Search and destroy: Engineering immune cells to hunt down cancer
14th September 2022
Our researchers in Italy have made a breakthrough that could lead to better, more effective immunotherapy options for cancer patients. This important discovery involves engineering a specific type of immune cell to target and kill cancer cells. Not only that, it is possible to boost that ability with a drug delivered with nanotechnology to make it even more effective.
Adoptive cell therapy (also called adoptive immunotherapy, or cellular immunotherapy) is a type of cancer therapy that works by harnessing the cells of our immune system to eliminate cancer cells. This modern treatment approach has proven effective for some cancers such as melanoma, at least temporarily, but it doesn’t work well for many other cancers.
Dr Giulia Casorati and her team at the San Raffaele Scientific Institute in Milan, Italy, wanted to try and solve this puzzle and make adoptive immunotherapy work for more patients. They set out to develop a new technique to make this happen, that would genetically engineer immune cells to recognise and kill cancer cells.

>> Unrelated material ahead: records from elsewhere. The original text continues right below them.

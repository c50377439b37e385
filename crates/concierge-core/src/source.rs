//! Data source abstraction.
//!
//! The [`DataSource`] trait is the seam between the orchestration logic and
//! the four external backends. Implementations live in the application
//! crate (HTTP adapters) or in tests (in-memory fakes).

use anyhow::Result;
use async_trait::async_trait;

use crate::models::{
    ConversationContext, DataSourceResponse, Message, QueryAnalysis, SourceKind, SourcePayload,
};
use crate::vocabulary::{self, normalize};

/// Everything an adapter may need to answer one query.
#[derive(Debug, Clone)]
pub struct SourceRequest {
    /// The latest user message text.
    pub query: String,
    pub analysis: QueryAnalysis,
    /// Full transcript, oldest first.
    pub messages: Vec<Message>,
    pub context: Option<ConversationContext>,
    /// Findings from earlier sequential steps, one line each.
    pub findings: Vec<String>,
}

impl SourceRequest {
    pub fn new(
        query: impl Into<String>,
        analysis: QueryAnalysis,
        messages: Vec<Message>,
        context: Option<ConversationContext>,
    ) -> Self {
        Self {
            query: query.into(),
            analysis,
            messages,
            context,
            findings: Vec::new(),
        }
    }

    /// Request for the next sequential step, sharpened by a completed one.
    ///
    /// Hotel locations fill in the analysis' locations when the user named
    /// none, and found hotels or content become findings for later prompts.
    /// Failed responses leave the request unchanged.
    pub fn enriched_with(&self, response: &DataSourceResponse) -> Self {
        let mut next = self.clone();
        if !response.success {
            return next;
        }

        let hotels = response.data.hotels();
        if !hotels.is_empty() {
            if next.analysis.entities.locations.is_empty() {
                for hotel in hotels {
                    let Some(location) = hotel.location.as_deref() else {
                        continue;
                    };
                    let normalized = normalize(location);
                    for place in vocabulary::matches(&normalized, vocabulary::LOCATIONS) {
                        next.analysis.entities.locations.insert(place.to_string());
                    }
                }
                next.analysis.location_specific = !next.analysis.entities.locations.is_empty();
            }

            let listed: Vec<String> = hotels
                .iter()
                .take(5)
                .map(|h| match (&h.location, h.price_per_night) {
                    (Some(loc), Some(price)) => format!("{} ({}, from €{:.0}/night)", h.name, loc, price),
                    (Some(loc), None) => format!("{} ({})", h.name, loc),
                    (None, Some(price)) => format!("{} (from €{:.0}/night)", h.name, price),
                    (None, None) => h.name.clone(),
                })
                .collect();
            let label = match response.data {
                SourcePayload::RealTimeHotels(_) => "Hotels with live availability",
                _ => "Featured local hotels",
            };
            next.findings.push(format!("{}: {}", label, listed.join("; ")));
        }

        let content = response.data.content();
        if !content.is_empty() {
            let titles: Vec<&str> = content.iter().take(5).map(|c| c.title.as_str()).collect();
            next.findings
                .push(format!("Local highlights: {}", titles.join("; ")));
        }

        next
    }
}

/// An external backend the orchestrator can consult.
///
/// # Example
///
/// ```rust
/// use anyhow::Result;
/// use async_trait::async_trait;
/// use concierge_core::models::{SourceKind, SourcePayload};
/// use concierge_core::source::{DataSource, SourceRequest};
///
/// struct CannedAnswer;
///
/// #[async_trait]
/// impl DataSource for CannedAnswer {
///     fn kind(&self) -> SourceKind { SourceKind::GeneralKnowledge }
///     fn description(&self) -> &str { "Always says hello" }
///
///     async fn fetch(&self, _request: &SourceRequest) -> Result<SourcePayload> {
///         Ok(SourcePayload::Text("Kalimera!".to_string()))
///     }
/// }
/// ```
#[async_trait]
pub trait DataSource: Send + Sync {
    /// Which of the four backends this adapter answers for.
    fn kind(&self) -> SourceKind;

    /// One-line description for `concierge sources`.
    fn description(&self) -> &str;

    /// Query the backend. Errors are converted into failed responses by the
    /// orchestrator and never reach the user directly.
    async fn fetch(&self, request: &SourceRequest) -> Result<SourcePayload>;
}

In this noteworthy study, Dr Casorati and team focused on a particular type of immune cell called invariant natural killer T cells (iNKT cells). These cells are a normal part of the human immune system – they combat cancer cells by killing other ‘bad’ immune cells that would help the cancer grow.
The researchers engineered a special version of iNKT cells in mice to be able to detect new types of cells, by adding something called a T cell receptor (TCR). They did so in several mouse models of cancer, including melanoma, prostate cancer, and colorectal cancer.
As they had hoped, this gave the iNKT cells the power to directly kill cancer cells, on top of their normal ability to deal with other immune cells. In fact, the engineered iNKT cells slowed the growth of some tumours – and even cured some less aggressive ones.
But work didn’t stop there. Dr Casorati and her team found that they could boost this effect even further using a known drug called alpha-Galactosyl Ceramide (or alpha-GalCer). This drug was originally derived from a type of sea sponge, and is known to boost anti-tumour immune activity.
To make this approach even more effective, the researchers used nanotechnology to precisely deliver the drug to the site of the tumour, which made the anti-tumour effect of the treatment stronger and helped the iNKT cells do an even better job at killing cancer cells.
We have shown that it is possible to improve adoptive cell therapy with engineered immune cells that have a strong intrinsic anti-tumour activity. We hope we have laid the foundations for an innovative approach of adoptive cell therapy of cancer, hopefully more efficient than the current ones.
With further testing, these remarkable findings could go on to benefit patients with both solid tumours and blood cancers. In fact, this discovery supports work that is already in clinical trials. This could help speed up the process of making this treatment available to patients.
As for Dr Casorati and her team, their next focus will be to target the treatment for patients with leukaemia specifically. Almost 440,000 new cases of leukaemia are diagnosed worldwide every year, and less than half of these patients survive more than 10 years after their diagnosis. For those that do, many go on to develop the disease again further down the line, so innovative treatments like this that help your immune system hunt down cancer cells could be a new lifeline.
These promising results will give many people hope that innovative new cancer treatments are making their way down the research pipeline. By supporting cutting-edge discovery research like this and building on our knowledge of cancer, we can lay the foundation for future cancer cures. We are incredibly grateful to all of our Curestarters, whose support makes this possible.